However, I would look at Portugal as a place that it’s dying. Its people are disappearing. Its voice is becoming weak. As it always was in our history, people are fleeing to other places, looking for a better life. Now I feel that my duty, inside the capabilities of art, is to maintain our torch alive for more years. Therefore, I will expose one of those people that tried to inlight that torch.

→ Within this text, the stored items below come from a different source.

//! Regex and keyword battery turning free text into structured parameters.
//!
//! Matchers run on the lower-cased text, except location which needs the
//! original capitalisation. Caller context is applied last and always wins.
//! Only Fahrenheit temperatures are converted; area and weight values keep
//! their unit in the key name (`area_acres`, `quantity_quintals`, ...).

use super::value_objects::{ExtractedParameters, Timeframe};
use super::vocabulary::{
    FARMING_TYPES, FINANCIAL_PURPOSES, LOAN_TYPES, MARKET_TYPES, PLANT_PARTS, RISK_TYPES,
    SOIL_TYPES, SYMPTOMS, TIME_PERIODS, all_substrings, find_crop, first_substring,
};
use crate::core::query::Context;
use crate::intent::entities::Intent;
use regex::Regex;
use serde_json::json;
use std::sync::LazyLock;

const NUM: &str = r"(\d+\.?\d*)";
const LINK: &str = r"\s*(?:is|of|=|:)?\s*";

fn compile(pattern: &str) -> Regex {
    Regex::new(pattern).expect("valid extractor pattern")
}

fn labelled(label: &str) -> Regex {
    compile(&format!(r"{label}{LINK}{NUM}"))
}

static PH: LazyLock<Vec<Regex>> = LazyLock::new(|| {
    vec![labelled(r"\bph"), labelled("acidity"), labelled("alkalinity")]
});

static NUTRIENTS: LazyLock<Vec<(&'static str, Regex)>> = LazyLock::new(|| {
    vec![
        ("N", labelled(r"\b(?:nitrogen|nitrate|ammonia|n)")),
        ("P", labelled(r"\b(?:phosphorus|phosphate|p)")),
        ("K", labelled(r"\b(?:potassium|potash|k)")),
    ]
});

const DEGREE_UNIT: &str = r"\s*(?:degrees?|°)\s*(fahrenheit|f|celsius|c)\b";

/// Temperature patterns: the number in group 1, an optional scale word in group 2
static TEMPERATURE: LazyLock<Vec<Regex>> = LazyLock::new(|| {
    vec![
        compile(&format!(r"temperature{LINK}{NUM}(?:{DEGREE_UNIT})?")),
        compile(&format!(r"{NUM}{DEGREE_UNIT}")),
    ]
});

static HUMIDITY: LazyLock<Regex> = LazyLock::new(|| labelled("humidity"));

static RAINFALL: LazyLock<Vec<Regex>> = LazyLock::new(|| {
    vec![
        labelled("rainfall"),
        labelled("precipitation"),
        compile(&format!(r"{NUM}\s*(?:mm|millimeters?|inch(?:es)?|in)\s*(?:rain|rainfall)")),
    ]
});

static AREA: LazyLock<Vec<(&'static str, Regex)>> = LazyLock::new(|| {
    vec![
        ("area_acres", compile(&format!(r"{NUM}\s*acres?\b"))),
        ("area_hectares", compile(&format!(r"{NUM}\s*(?:hectares?|ha)\b"))),
        ("area_sqft", compile(&format!(r"{NUM}\s*(?:sq\s*ft|square\s*feet)"))),
        ("area_sqm", compile(&format!(r"{NUM}\s*(?:sq\s*m|square\s*meters?)\b"))),
    ]
});

static QUANTITY: LazyLock<Vec<(&'static str, Regex)>> = LazyLock::new(|| {
    vec![
        ("quantity_tons", compile(&format!(r"{NUM}\s*(?:tons?|tonnes?)\b"))),
        ("quantity_quintals", compile(&format!(r"{NUM}\s*(?:quintals?|qtl)\b"))),
        ("quantity_kg", compile(&format!(r"{NUM}\s*(?:kg|kilograms?)\b"))),
        ("quantity_bags", compile(&format!(r"{NUM}\s*bags?\b"))),
        ("quantity_sacks", compile(&format!(r"{NUM}\s*sacks?\b"))),
    ]
});

/// Timeframe patterns: a captured count, or a fixed count of one
static TIMEFRAME: LazyLock<Vec<(&'static str, Regex)>> = LazyLock::new(|| {
    vec![
        ("days", compile(r"(\d+)\s*days?\b")),
        ("weeks", compile(r"(\d+)\s*weeks?\b")),
        ("months", compile(r"(\d+)\s*months?\b")),
        ("weeks", compile(r"next\s*week")),
        ("months", compile(r"next\s*month")),
        ("seasons", compile(r"this\s*season")),
        ("seasons", compile(r"next\s*season")),
    ]
});

const AMOUNT: &str = r"(\d+(?:,\d+)*(?:\.\d+)?)";

static MONEY: LazyLock<Vec<(f64, Regex)>> = LazyLock::new(|| {
    vec![
        (1.0, compile(&format!(r"(?:\b(?:rs\.?|rupees?)|₹)\s*{AMOUNT}"))),
        (1.0, compile(&format!(r"{AMOUNT}\s*(?:rs|rupees?)\b"))),
        (100_000.0, compile(&format!(r"{AMOUNT}\s*lakhs?\b"))),
        (10_000_000.0, compile(&format!(r"{AMOUNT}\s*crores?\b"))),
    ]
});

static LOCATION: LazyLock<Vec<Regex>> = LazyLock::new(|| {
    vec![
        compile(r"\b(?:in|at|near|around)\s+([A-Z][a-z]+(?:\s+[A-Z][a-z]+)*)\b"),
        compile(r"\b([A-Z][a-z]+(?:\s+[A-Z][a-z]+)*)\s+(?:area|region|district|state)\b"),
    ]
});

static NUMBERS: LazyLock<Regex> = LazyLock::new(|| compile(r"\b\d+\.?\d*\b"));

fn first_number(patterns: &[Regex], text: &str) -> Option<f64> {
    patterns
        .iter()
        .find_map(|re| re.captures(text))
        .and_then(|caps| caps.get(1))
        .and_then(|m| m.as_str().parse().ok())
}

/// Extracts structured parameters from query text.
#[derive(Debug, Clone, Copy, Default)]
pub struct ParameterExtractor;

impl ParameterExtractor {
    pub fn new() -> Self {
        Self
    }

    /// Run the intent's matchers and the common ones, then overlay `context`.
    ///
    /// Never fails: a matcher without a match simply leaves its key out.
    pub fn extract(&self, text: &str, intent: Intent, context: &Context) -> ExtractedParameters {
        let lower = text.to_lowercase();
        let mut params = ExtractedParameters::new();

        match intent {
            Intent::CropRecommendation => {
                extract_soil(&lower, &mut params);
                extract_climate(&lower, &mut params);
                extract_area(&lower, &mut params);
                if let Some(kind) = first_substring(&lower, FARMING_TYPES) {
                    params.insert("farming_type", kind);
                }
            }
            Intent::MarketYield => {
                if let Some(crop) = find_crop(&lower) {
                    params.insert("crop", crop);
                }
                if let Some(timeframe) = extract_timeframe(&lower) {
                    params.insert("timeframe", json!(timeframe));
                }
                extract_quantity(&lower, &mut params);
                if let Some(market) = first_substring(&lower, MARKET_TYPES) {
                    params.insert("market_type", market);
                }
            }
            Intent::RiskAssessment => {
                let risks = extract_risk_types(&lower);
                if !risks.is_empty() {
                    params.insert("risk_types", risks);
                }
                if let Some(period) = first_substring(&lower, TIME_PERIODS) {
                    params.insert("time_period", period);
                }
            }
            Intent::PestDetection => {
                if let Some(crop) = find_crop(&lower) {
                    params.insert("crop_type", crop);
                }
                let symptoms = all_substrings(&lower, SYMPTOMS);
                if !symptoms.is_empty() {
                    params.insert("symptoms", symptoms);
                }
                let parts = all_substrings(&lower, PLANT_PARTS);
                if !parts.is_empty() {
                    params.insert("affected_parts", parts);
                }
            }
            Intent::FinanceAgent => {
                if let Some(amount) = extract_amount(&lower) {
                    params.insert("amount", amount);
                }
                if let Some(loan) = first_substring(&lower, LOAN_TYPES) {
                    params.insert("loan_type", loan);
                }
                if let Some(purpose) = first_substring(&lower, FINANCIAL_PURPOSES) {
                    params.insert("purpose", purpose);
                }
            }
            Intent::General => {
                if let Some(crop) = find_crop(&lower) {
                    params.insert("crop", crop);
                }
            }
        }

        if let Some(location) = extract_location(text) {
            params.insert("location", location);
        }
        let numbers = extract_numbers(text);
        if !numbers.is_empty() {
            params.insert("numbers", numbers);
        }

        params.overlay(context);
        params
    }
}

fn extract_soil(text: &str, params: &mut ExtractedParameters) {
    if let Some(ph) = first_number(&PH, text) {
        params.insert("ph", ph);
    }
    for (key, pattern) in NUTRIENTS.iter() {
        if let Some(value) = first_number(std::slice::from_ref(pattern), text) {
            params.insert(*key, value);
        }
    }
    if let Some(soil) = first_substring(text, SOIL_TYPES) {
        params.insert("soil_type", soil);
    }
}

fn extract_climate(text: &str, params: &mut ExtractedParameters) {
    if let Some(celsius) = extract_temperature(text) {
        params.insert("temperature", celsius);
    }
    if let Some(humidity) = first_number(std::slice::from_ref(&*HUMIDITY), text) {
        params.insert("humidity", humidity);
    }
    if let Some(rainfall) = first_number(&RAINFALL, text) {
        params.insert("rainfall", rainfall);
    }
}

/// Temperature in °C; a Fahrenheit reading is converted.
fn extract_temperature(text: &str) -> Option<f64> {
    TEMPERATURE.iter().find_map(|re| {
        let caps = re.captures(text)?;
        let value: f64 = caps.get(1)?.as_str().parse().ok()?;
        let fahrenheit = caps.get(2).is_some_and(|unit| unit.as_str().starts_with('f'));
        Some(if fahrenheit {
            (value - 32.0) * 5.0 / 9.0
        } else {
            value
        })
    })
}

fn extract_area(text: &str, params: &mut ExtractedParameters) {
    extract_first_unit(&AREA, text, params);
}

fn extract_quantity(text: &str, params: &mut ExtractedParameters) {
    extract_first_unit(&QUANTITY, text, params);
}

/// Record the first matching unit pattern under its unit-specific key.
fn extract_first_unit(patterns: &[(&'static str, Regex)], text: &str, params: &mut ExtractedParameters) {
    let found = patterns.iter().find_map(|(key, re)| {
        let value: f64 = re.captures(text)?.get(1)?.as_str().parse().ok()?;
        Some((*key, value))
    });
    if let Some((key, value)) = found {
        params.insert(key, value);
    }
}

fn extract_timeframe(text: &str) -> Option<Timeframe> {
    TIMEFRAME.iter().find_map(|(unit, re)| {
        let caps = re.captures(text)?;
        let value = match caps.get(1) {
            Some(count) => count.as_str().parse().ok()?,
            None => 1,
        };
        Some(Timeframe::new(value, *unit))
    })
}

fn extract_risk_types(text: &str) -> Vec<&'static str> {
    RISK_TYPES
        .iter()
        .filter(|(_, keywords)| keywords.iter().any(|k| text.contains(k)))
        .map(|(risk, _)| *risk)
        .collect()
}

fn extract_amount(text: &str) -> Option<f64> {
    MONEY.iter().find_map(|(multiplier, re)| {
        let raw = re.captures(text)?.get(1)?.as_str().replace(',', "");
        let amount: f64 = raw.parse().ok()?;
        Some(amount * multiplier)
    })
}

/// Place name after "in/at/near/around", or before "area/region/district/state".
///
/// Needs the original capitalisation.
pub fn extract_location(text: &str) -> Option<String> {
    LOCATION
        .iter()
        .find_map(|re| re.captures(text))
        .and_then(|caps| caps.get(1))
        .map(|m| m.as_str().trim().to_string())
}

fn extract_numbers(text: &str) -> Vec<f64> {
    NUMBERS
        .find_iter(text)
        .filter_map(|m| m.as_str().parse().ok())
        .collect()
}
//! Pipeline stages reported to progress listeners

use serde::{Deserialize, Serialize};
use std::fmt;

/// One stage of query handling, in execution order
#[derive(Debug, Clone, Copy, PartialEq, Eq, Hash, Serialize, Deserialize)]
#[serde(rename_all = "snake_case")]
pub enum Stage {
    Detect,
    TranslateIn,
    Classify,
    Extract,
    Route,
    Synthesize,
    TranslateOut,
}

impl Stage {
    pub const ALL: [Stage; 7] = [
        Stage::Detect,
        Stage::TranslateIn,
        Stage::Classify,
        Stage::Extract,
        Stage::Route,
        Stage::Synthesize,
        Stage::TranslateOut,
    ];

    pub fn as_str(&self) -> &'static str {
        match self {
            Stage::Detect => "detect",
            Stage::TranslateIn => "translate_in",
            Stage::Classify => "classify",
            Stage::Extract => "extract",
            Stage::Route => "route",
            Stage::Synthesize => "synthesize",
            Stage::TranslateOut => "translate_out",
        }
    }

    /// Progress label shown to users
    pub fn label(&self) -> &'static str {
        match self {
            Stage::Detect => "Detecting language",
            Stage::TranslateIn => "Translating query",
            Stage::Classify => "Classifying intent",
            Stage::Extract => "Extracting parameters",
            Stage::Route => "Consulting agent",
            Stage::Synthesize => "Writing answer",
            Stage::TranslateOut => "Translating answer",
        }
    }
}

impl fmt::Display for Stage {
    fn fmt(&self, f: &mut fmt::Formatter<'_>) -> fmt::Result {
        write!(f, "{}", self.as_str())
    }
}
//! Progress notification port
//!
//! Receives stage events while a query moves through the pipeline.

use demeter_domain::Stage;

/// Callback for progress updates during query handling
///
/// Implementations live in the presentation layer.
pub trait ProgressNotifier: Send + Sync {
    /// Called when a stage starts
    fn on_stage_start(&self, stage: Stage);

    /// Called when a stage finishes; `degraded` is set when it fell back
    fn on_stage_complete(&self, stage: Stage, degraded: bool);

    /// Called once the response is ready
    fn on_finished(&self) {}
}

/// No-op progress notifier for when progress reporting is not needed
pub struct NoProgress;

impl ProgressNotifier for NoProgress {
    fn on_stage_start(&self, _stage: Stage) {}
    fn on_stage_complete(&self, _stage: Stage, _degraded: bool) {}
}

Its name is Michel Giacometti, a french ethnologist that dedicated his life and work to Portuguese culture. When he was working in the Musée de L’homme, in the ’50s, he passed most of his time in the archives section. One day, he came across the underground Portuguese traditions, that most of the world didn’t know about and certainly was dying because of the impact of globalization. He fell in love immediately. He moved into the coast of Lisbon (Cascais) in 1959, in a country that was living one of the least talked dictatorships, with concentration camps, wars in Africa and India, prosecutions, oppressive police, and all everything else that a fascist influenced regime has. Michel went to the Calouste Gulbenkian Foundation to seek funding for his Trás-Os-Montes sound collection project. The investment was denied and the minister of propaganda now knew about him. He decided to do things on his own. In 1960, he founded the Portuguese sound archives and started recording material for Emissora Nacional (Portugal), Radio France, WDR (West Germany), and Sveriges Riskradio (Sweden). People started to notice his work and became very interested in the perception he had of Portuguese culture. By the end of the 1960s, he had the whole intellectual Portugal following him everywhere he went. In 1970, RTP (Rádio e Televesião Portuguesa – Portuguese Radio and Television) invited him to present his work on a program called “O Povo Que Canta” (the people who sing) for 4 years, where he showed the songs people would sing during their labor spontaneously.

“A Carapideira”. This poor woman sings what is called the “the chant to the dead”. When Giacometti met her in Soajo, she refused to sing without the intention to cry. She said it was fake. “a few years back, a foreigner asked me to do the same. He took everything I sang to a box and went back to Lisbon without saying anything else. I’m never doing that again not even for money”. But, suddenly, Giacometti found her crying and singing spontaneously. He later asked, “why did you sing when you explicitly said you wouldn’t do it?”. She answered, “How can I not cry when my life is like this and the pain is paid”.
Cantinela da Pedra (meaning the “singing of the rock”) – this is a non-performative act that happens spontaneously among the rock workers. These men would carry themselves the weight of these huge rocks. they believed that if they sang to the rock, the same would become lighter and move towards where the song was being proclaimed.

For many, this wasn’t only recordings of the people singing while working, this was a political movement against Salazar’s dictatorship. Michel was telling the world how people lived in poor conditions, how the state was oppressive against them, how hopeless people sounded. Michel looked to these people as if they were carrying with them a superpower. That superpower was their voice, their arms, their shoes, their labor, their tears, their strength, and their resilience. Michel carried about these people as much he carried about the sound they were reproducing while working.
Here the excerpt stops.